Abstract:
The physical layer Hybrid Automatic Repeat Request (HARQ) protocol efficiently
achieves low error-rate transmission and high network reliability in the fifth generation
(5G) Ultra Reliable Low Latency Communication (URLLC) network. However, this
retransmission protocol suffers from increased transmission latency resulting mainly
from the delay caused by channel decoding. This problem is caused by the fact that
the sender has to wait for acknowledgement of the transmission which is generated
after the decoding process at the receiver, resulting in increased latency.
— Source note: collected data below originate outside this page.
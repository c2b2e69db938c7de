use utoipa::openapi::security::{HttpAuthScheme, HttpBuilder, SecurityScheme};
use utoipa::{Modify, OpenApi};

use crate::error::{ErrorResponse, HealthResponse, UnhealthyResponse};
use crate::handlers;
use crate::models::{Document, Link, WebhookRequest, WebhookResponse};

/// OpenAPI documentation
#[derive(OpenApi)]
#[openapi(
    info(
        title = "navlinks-kv API",
        version = "1.0.0",
        description = "A navigation links document kept in a key-value store, with a bearer-authenticated webhook for edits"
    ),
    paths(
        handlers::health::health_handler,
        handlers::links::links_handler,
        handlers::webhook::webhook_handler
    ),
    components(
        schemas(
            Link,
            Document,
            WebhookRequest,
            WebhookResponse,
            ErrorResponse,
            HealthResponse,
            UnhealthyResponse
        )
    ),
    modifiers(&BearerAuth),
    tags(
        (name = "health", description = "Health check operations"),
        (name = "links", description = "Links document operations")
    )
)]
pub struct ApiDoc;

/// Registers the `bearer` scheme referenced by the webhook path
struct BearerAuth;

impl Modify for BearerAuth {
    fn modify(&self, openapi: &mut utoipa::openapi::OpenApi) {
        if let Some(components) = openapi.components.as_mut() {
            components.add_security_scheme(
                "bearer",
                SecurityScheme::Http(HttpBuilder::new().scheme(HttpAuthScheme::Bearer).build()),
            );
        }
    }
}
use chrono::{DateTime, SecondsFormat, Utc};
use serde::{Deserialize, Serialize};
use serde_json::Value as JsonValue;

/// A single navigation entry
#[derive(Debug, Clone, PartialEq, Eq, Serialize, Deserialize, utoipa::ToSchema)]
pub struct Link {
    #[serde(default)]
    pub id: String,
    #[serde(default)]
    pub title: String,
    #[serde(default)]
    pub url: String,
    #[serde(default, skip_serializing_if = "Option::is_none")]
    pub category: Option<String>,
    #[serde(default, skip_serializing_if = "Option::is_none")]
    pub icon: Option<String>,
}

/// The persisted links document, also the body of `GET /api/links`
#[derive(Debug, Clone, PartialEq, Eq, Serialize, Deserialize, utoipa::ToSchema)]
#[serde(rename_all = "camelCase")]
pub struct Document {
    #[serde(default)]
    pub links: Vec<Link>,
    #[serde(default)]
    pub last_updated: String,
}

impl Document {
    /// An empty document stamped with `now`.
    pub fn empty(now: DateTime<Utc>) -> Self {
        Self {
            links: Vec::new(),
            last_updated: timestamp(now),
        }
    }

    /// The sample document served before anything has been written.
    pub fn sample(now: DateTime<Utc>) -> Self {
        let link = |id: &str, title: &str, url: &str, category: &str, icon: &str| Link {
            id: id.to_string(),
            title: title.to_string(),
            url: url.to_string(),
            category: Some(category.to_string()),
            icon: Some(icon.to_string()),
        };

        Self {
            links: vec![
                link("1", "Google", "https://google.com", "Search", "🔍"),
                link("2", "GitHub", "https://github.com", "Development", "💻"),
                link("3", "Baidu", "https://baidu.com", "Search", "🌐"),
            ],
            last_updated: timestamp(now),
        }
    }
}

/// RFC 3339 with millisecond precision and a `Z` suffix, e.g. `2024-05-01T12:00:00.000Z`
pub fn timestamp(now: DateTime<Utc>) -> String {
    now.to_rfc3339_opts(SecondsFormat::Millis, true)
}

/// Raw body of `POST /api/webhook`
///
/// Fields stay untyped here; [`crate::mutation::Action::from_request`] turns
/// them into a typed action or a specific validation error.
#[derive(Debug, Default, Serialize, Deserialize, utoipa::ToSchema)]
pub struct WebhookRequest {
    /// One of `add`, `update`, `delete`, `replace`
    #[serde(default)]
    #[schema(value_type = Option<String>)]
    pub action: Option<JsonValue>,
    /// Link payload for `add`, `update` and `delete`
    #[serde(default)]
    #[schema(value_type = Option<Object>)]
    pub link: Option<JsonValue>,
    /// Full replacement list for `replace`
    #[serde(default)]
    #[schema(value_type = Option<Vec<Object>>)]
    pub links: Option<JsonValue>,
}

/// Response type for successful webhook mutations
#[derive(Debug, Serialize, Deserialize, utoipa::ToSchema)]
#[serde(rename_all = "camelCase")]
pub struct WebhookResponse {
    pub success: bool,
    pub message: String,
    pub count: usize,
    pub last_updated: String,
    /// The link as stored after `add` or `update`
    #[serde(default, skip_serializing_if = "Option::is_none")]
    pub link: Option<Link>,
}
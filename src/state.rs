use crate::config::Config;
use crate::repository::DocumentRepository;
use std::sync::Arc;

/// Shared application state
#[derive(Clone)]
pub struct AppState {
    pub repository: DocumentRepository,
    pub config: Arc<Config>,
}
//! Webhook actions and the pure function that applies them to a [`Document`].

use chrono::{DateTime, Utc};
use serde::{Deserialize, Deserializer};
use serde_json::Value as JsonValue;
use thiserror::Error;
use uuid::Uuid;

use crate::models::{Document, Link, WebhookRequest, timestamp};

/// Rejections of a webhook payload; every variant is reported as 400
#[derive(Debug, Clone, PartialEq, Eq, Error)]
pub enum MutationError {
    #[error("Missing action parameter")]
    MissingAction,
    #[error("Unsupported action: {0}")]
    UnsupportedAction(String),
    #[error("Missing required link fields (title, url)")]
    MissingFields,
    #[error("Missing link id")]
    MissingLinkId,
    #[error("Link not found: {0}")]
    LinkNotFound(String),
    #[error("Link id already exists: {0}")]
    DuplicateLinkId(String),
    #[error("Invalid link: {0}")]
    InvalidLink(String),
    #[error("Invalid links array")]
    InvalidLinksArray,
}

/// Link fields as sent by a webhook caller; anything may be left out.
///
/// `category` and `icon` tell an explicit `null` (`Some(None)`, clear the
/// field) apart from an absent key (`None`, keep it).
#[derive(Debug, Clone, Default, PartialEq, Eq, Deserialize)]
pub struct LinkPatch {
    pub id: Option<String>,
    pub title: Option<String>,
    pub url: Option<String>,
    #[serde(default, deserialize_with = "present")]
    pub category: Option<Option<String>>,
    #[serde(default, deserialize_with = "present")]
    pub icon: Option<Option<String>>,
}

/// Wraps whatever the key held, `null` included, so only a missing key stays `None`
fn present<'de, D>(deserializer: D) -> Result<Option<Option<String>>, D::Error>
where
    D: Deserializer<'de>,
{
    Option::<String>::deserialize(deserializer).map(Some)
}

impl LinkPatch {
    /// Overwrite the fields of `link` that this patch carries. The id is never touched.
    pub fn merge_into(self, link: &mut Link) {
        if let Some(title) = self.title {
            link.title = title;
        }
        if let Some(url) = self.url {
            link.url = url;
        }
        if let Some(category) = self.category {
            link.category = category;
        }
        if let Some(icon) = self.icon {
            link.icon = icon;
        }
    }
}

/// A validated link for `add`
#[derive(Debug, Clone, PartialEq, Eq)]
pub struct NewLink {
    pub id: Option<String>,
    pub title: String,
    pub url: String,
    pub category: Option<String>,
    pub icon: Option<String>,
}

#[derive(Debug, Clone, PartialEq, Eq)]
pub enum Action {
    Add(NewLink),
    Update { id: String, changes: LinkPatch },
    Delete { id: String },
    Replace { links: Vec<Link> },
}

impl Action {
    pub fn name(&self) -> &'static str {
        match self {
            Action::Add(_) => "add",
            Action::Update { .. } => "update",
            Action::Delete { .. } => "delete",
            Action::Replace { .. } => "replace",
        }
    }

    /// Decode and validate a raw webhook body.
    ///
    /// Checks that need the current document (existence, duplicates) happen
    /// later in [`apply`].
    pub fn from_request(request: WebhookRequest) -> Result<Self, MutationError> {
        let action = match request.action {
            Some(JsonValue::String(action)) if !action.is_empty() => action,
            _ => return Err(MutationError::MissingAction),
        };

        match action.as_str() {
            "add" => {
                let patch = decode_patch(request.link)?.ok_or(MutationError::MissingFields)?;
                match (non_empty(patch.title), non_empty(patch.url)) {
                    (Some(title), Some(url)) => Ok(Action::Add(NewLink {
                        id: non_empty(patch.id),
                        title,
                        url,
                        category: patch.category.flatten(),
                        icon: patch.icon.flatten(),
                    })),
                    _ => Err(MutationError::MissingFields),
                }
            }
            "update" => {
                let mut changes =
                    decode_patch(request.link)?.ok_or(MutationError::MissingLinkId)?;
                let id = non_empty(changes.id.take()).ok_or(MutationError::MissingLinkId)?;
                // title and url may be left out, but never blanked
                if changes.title.as_deref() == Some("") || changes.url.as_deref() == Some("") {
                    return Err(MutationError::InvalidLink(
                        "title and url must not be empty".to_string(),
                    ));
                }
                Ok(Action::Update { id, changes })
            }
            "delete" => {
                let patch = decode_patch(request.link)?.ok_or(MutationError::MissingLinkId)?;
                let id = non_empty(patch.id).ok_or(MutationError::MissingLinkId)?;
                Ok(Action::Delete { id })
            }
            "replace" => Ok(Action::Replace {
                links: decode_links(request.links)?,
            }),
            _ => Err(MutationError::UnsupportedAction(action)),
        }
    }
}

fn non_empty(value: Option<String>) -> Option<String> {
    value.filter(|s| !s.is_empty())
}

fn decode_patch(link: Option<JsonValue>) -> Result<Option<LinkPatch>, MutationError> {
    match link {
        None | Some(JsonValue::Null) => Ok(None),
        Some(value @ JsonValue::Object(_)) => serde_json::from_value(value)
            .map(Some)
            .map_err(|e| MutationError::InvalidLink(e.to_string())),
        Some(_) => Err(MutationError::InvalidLink("expected a JSON object".to_string())),
    }
}

fn decode_links(links: Option<JsonValue>) -> Result<Vec<Link>, MutationError> {
    let Some(JsonValue::Array(items)) = links else {
        return Err(MutationError::InvalidLinksArray);
    };

    items
        .into_iter()
        .map(|item| match item {
            JsonValue::Object(_) => {
                serde_json::from_value(item).map_err(|_| MutationError::InvalidLinksArray)
            }
            _ => Err(MutationError::InvalidLinksArray),
        })
        .collect()
}

/// Result of a successful [`apply`]
#[derive(Debug, Clone, PartialEq, Eq)]
pub struct Applied {
    pub document: Document,
    /// The link as stored, for `add` and `update`
    pub link: Option<Link>,
}

/// Apply `action` to `document`, stamping `lastUpdated` with `now` on success.
///
/// On error the input document is dropped unchanged; nothing is persisted by
/// this function.
pub fn apply(
    mut document: Document,
    action: Action,
    now: DateTime<Utc>,
) -> Result<Applied, MutationError> {
    let link = match action {
        Action::Add(new_link) => {
            let id = match new_link.id {
                Some(id) if document.links.iter().any(|l| l.id == id) => {
                    return Err(MutationError::DuplicateLinkId(id));
                }
                Some(id) => id,
                None => generate_id(&document.links),
            };
            let link = Link {
                id,
                title: new_link.title,
                url: new_link.url,
                category: new_link.category,
                icon: new_link.icon,
            };
            document.links.push(link.clone());
            Some(link)
        }
        Action::Update { id, changes } => {
            let existing = document
                .links
                .iter_mut()
                .find(|l| l.id == id)
                .ok_or(MutationError::LinkNotFound(id))?;
            changes.merge_into(existing);
            Some(existing.clone())
        }
        Action::Delete { id } => {
            let before = document.links.len();
            document.links.retain(|l| l.id != id);
            if document.links.len() == before {
                return Err(MutationError::LinkNotFound(id));
            }
            None
        }
        Action::Replace { links } => {
            document.links = links;
            None
        }
    };

    document.last_updated = timestamp(now);
    Ok(Applied { document, link })
}

fn generate_id(links: &[Link]) -> String {
    loop {
        let id = Uuid::new_v4().simple().to_string();
        if !links.iter().any(|l| l.id == id) {
            return id;
        }
    }
}
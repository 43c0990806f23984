use crate::ui::theme::Theme;
use hangman::{word_cells, Cell, Game};
use ratatui::{
    buffer::Buffer,
    layout::{Alignment, Rect},
    style::{Modifier, Style},
    text::{Line, Span},
    widgets::{Block, Borders, Paragraph, Widget},
};

/// The masked word: one slot per character, gaps for spaces.
pub struct WordWidget<'a> {
    pub game: &'a Game,
    pub theme: &'a Theme,
}

impl<'a> WordWidget<'a> {
    pub fn new(game: &'a Game, theme: &'a Theme) -> Self {
        Self { game, theme }
    }
}

impl Widget for WordWidget<'_> {
    fn render(self, area: Rect, buf: &mut Buffer) {
        let block = Block::default()
            .title(" Word ")
            .borders(Borders::ALL)
            .border_style(Style::default().fg(self.theme.panel_border));

        let inner = block.inner(area);
        block.render(area, buf);

        let spans: Vec<Span> = word_cells(self.game)
            .into_iter()
            .map(|cell| {
                let style = match cell {
                    Cell::Gap => Style::default(),
                    Cell::Revealed(_) => Style::default()
                        .fg(self.theme.positive)
                        .add_modifier(Modifier::BOLD),
                    Cell::Hidden => Style::default().fg(self.theme.muted),
                };
                Span::styled(format!("{} ", cell.glyph()), style)
            })
            .collect();

        Paragraph::new(Line::from(spans))
            .alignment(Alignment::Center)
            .render(inner, buf);
    }
}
To address
the latency problem, this study proposed the multistage machine learning Early HARQ
(E-HARQ) which uses machine learning algorithms for predicting the
acknowledgement before the decoding process. Furthermore, the proposed scheme
uses the multistage decision to mitigate the throughput loss resulting from incorrect
predictions of the acknowledgement. The multistage decision controls the
transmission bandwidth in a multilevel manner depending on channel conditions
measured by the Channel State Information (CSI). The study used jupyter notebook
and MATLAB for developing the proposed scheme and then evaluating its
performance. Simulation results show that the proposed scheme improves the
achievable trade-off between the transmission latency and throughput which
contributes to the performance of 5G URLLC networks.